Berlín lamía con destreza toda su intimidad mientras agarraba las nalgas de Kioto con fuerza. Algo que aprendió la chica de él mientras vivían juntos era que le encantaba darla placer. Para él era tan apasionante y estimulante que siempre empezaban con ella para que él disfrutara, con solo eso él era un hombre feliz. Por ello no se sorprendió cuando escuchó un gruñido de su parte y apretó más sus nalgas. 

Helsinki alzó una ceja y Kioto volvió a toser para fingir que escuchó mal. Intentó cerrar las piernas cómo advertencia, pero Berlín agarró sus muslos y los colocó encima de sus hombros y la obligó a abrir más para él. 

Pero el serbio no era tonto, ese gruñido no venía de ella. Helsinki, al tener tanta confianza con Kioto, ya que era uno de los pocos del grupo que sabían sobre su antigua relación, señaló el escritorio como una señal de si alguien estaba allí debajo. 

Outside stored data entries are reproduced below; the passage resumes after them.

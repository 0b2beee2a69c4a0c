use serde::{Deserialize, Serialize};

/// How an answer came about
#[derive(Debug, Clone, Copy, PartialEq, Eq, Serialize, Deserialize)]
#[serde(rename_all = "snake_case")]
pub enum AnswerOutcome {
    /// Synthesized from retrieved rule excerpts
    Answered,
    /// Fixed fallback, nothing relevant was retrieved
    NoRelevantContext,
    /// Generic apology after a failure
    Unavailable,
}

impl AnswerOutcome {
    pub fn as_str(&self) -> &'static str {
        match self {
            Self::Answered => "answered",
            Self::NoRelevantContext => "no_relevant_context",
            Self::Unavailable => "unavailable",
        }
    }
}

/// Answer text plus the chunks it was grounded on
#[derive(Debug, Clone, PartialEq, Serialize, Deserialize)]
pub struct AnswerResponse {
    pub text: String,
    pub source_chunk_ids: Vec<String>,
    pub outcome: AnswerOutcome,
    #[serde(skip_serializing_if = "Option::is_none")]
    pub snapshot_version: Option<u64>,
}

impl AnswerResponse {
    pub fn answered(text: impl Into<String>, source_chunk_ids: Vec<String>) -> Self {
        Self {
            text: text.into(),
            source_chunk_ids,
            outcome: AnswerOutcome::Answered,
            snapshot_version: None,
        }
    }

    pub fn fallback(text: impl Into<String>) -> Self {
        Self {
            text: text.into(),
            source_chunk_ids: Vec::new(),
            outcome: AnswerOutcome::NoRelevantContext,
            snapshot_version: None,
        }
    }

    pub fn unavailable(text: impl Into<String>) -> Self {
        Self {
            text: text.into(),
            source_chunk_ids: Vec::new(),
            outcome: AnswerOutcome::Unavailable,
            snapshot_version: None,
        }
    }

    pub fn with_snapshot_version(mut self, version: u64) -> Self {
        self.snapshot_version = Some(version);
        self
    }

    /// Source row ids derived from the chunk ids, in citation order
    pub fn source_row_ids(&self) -> Vec<String> {
        let mut rows: Vec<String> = Vec::new();

        for id in &self.source_chunk_ids {
            let row = id.rsplit_once('#').map(|(row, _)| row).unwrap_or(id);
            if !rows.iter().any(|r| r == row) {
                rows.push(row.to_string());
            }
        }

        rows
    }
}

#[cfg(test)]
mod tests {
    use super::*;

    #[test]
    fn test_fallback_has_no_sources() {
        let response = AnswerResponse::fallback("no rule");
        assert_eq!(response.outcome, AnswerOutcome::NoRelevantContext);
        assert!(response.source_chunk_ids.is_empty());
    }

    #[test]
    fn test_source_row_ids() {
        let response = AnswerResponse::answered(
            "14 days",
            vec![
                "r1#000000".to_string(),
                "hr#leave#000120".to_string(),
                "r1#000700".to_string(),
            ],
        );

        assert_eq!(response.source_row_ids(), vec!["r1", "hr#leave"]);
    }

    #[test]
    fn test_outcome_serialization() {
        let json = serde_json::to_string(&AnswerOutcome::NoRelevantContext).unwrap();
        assert_eq!(json, "\"no_relevant_context\"");
    }
}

—Haz lo que quieras con Arturo, luz verde. Puedes irte. 

Helsinki asintió con una sonrisa divertida y se alejó hacía la puerta. 

—Hasta luego Berlín. 

La puerta se cerró detrás de él y ella se carcajeó cuando el hombre paró y miró a Kioto para saber que sucedía. Ella se agacho para darle un beso en los labios y no tardó mucho en seguir con su labor. 



Berlín estaba muy enfadado, no era la primera vez que no había podido intimar con Kioto por culpa de las necesidades de los rehenes. Por ello no dudó en demostrarlo en todo momento, y más, cuando ordenó que fuera Kioto quién hablara con ellos. 

Todos los rehenes estaban reunidos a un lado del vestíbulo mientras Nairobi dibujaba con tiza una línea recta en el suelo. Kioto estaba de pie al final de las escaleras, detrás suyo Tokio y Helsinki con sus armas en alto, mientras que ella no tenía ningún arma a la vista cómo era costumbre. 

—Muy bien polluelos. Os veo con caras largas ¿no habéis comido?—el sarcasmo se notaba en la voz de la chica. —Ha llegado la hora de elegir. El millón o la libertad. Cómplices o cobardes. ¡Pasar la línea quien quiera la libertad!

No pasó mucho tiempo para que varios rehenes cruzaran la línea. Entre ellos solo había tres enfermos y la embarazada, ni un adolescente y nadie mayor de sesenta. Kioto sonrió orgullosa de su trabajo, ya que la mayoría no quería salir por el miedo que les había causado Kioto con las amenazas. La última vez les dijo que si no iban a estar con ella solo les esperaría la muerte, y muchos de los rehenes se lo tomaron en serio. Solo cuatro personas detrás de la línea. 

Kioto alzó la mirada para ver a Berlín con una gran sonrisa, pero no le duró mucho la felicidad cuando se encontró al hombre junto a Ariadna. La rehén que intentó ligar con su hombre para conseguir privilegios. Ellos dos discutían algo, lamentablemente Kioto llevaba los audífonos y no escuchaba nada de lo que decían. 

—¡Se terminó el tiempo! Todo aquel que no haya cruzado la línea se queda con el millón, los demás con Tokio. 

La mencionada bajó los escalores sobrantes y les ordenó que se pusieran la manos en la cabeza, y se fue directamente al almacén. En donde no saldrían hasta que todo terminara. Kioto sentía un poco de pena, pero no hacía ellos, si no hacía Nairobi. Ella miraba a los rehenes marcharse con pena y más a la embarazada. Pobre de ella. 

Kioto se fue directa a su propio despacho cuando su reloj inteligente captó algo en su sistema. Sacó su portátil y enseguida pudo ver las cámaras de la finca de Toledo llena de coches patrulla, pudo ver un coche rojo acercarse y de allí bajarse la inspectora y el Profesor. Él, en cuanto vio la cámara con una luz roja, fijó su mirada sabiendo que ella estaba del otro lado y con un pequeño gesto supo que el plan máscara estaba en marcha.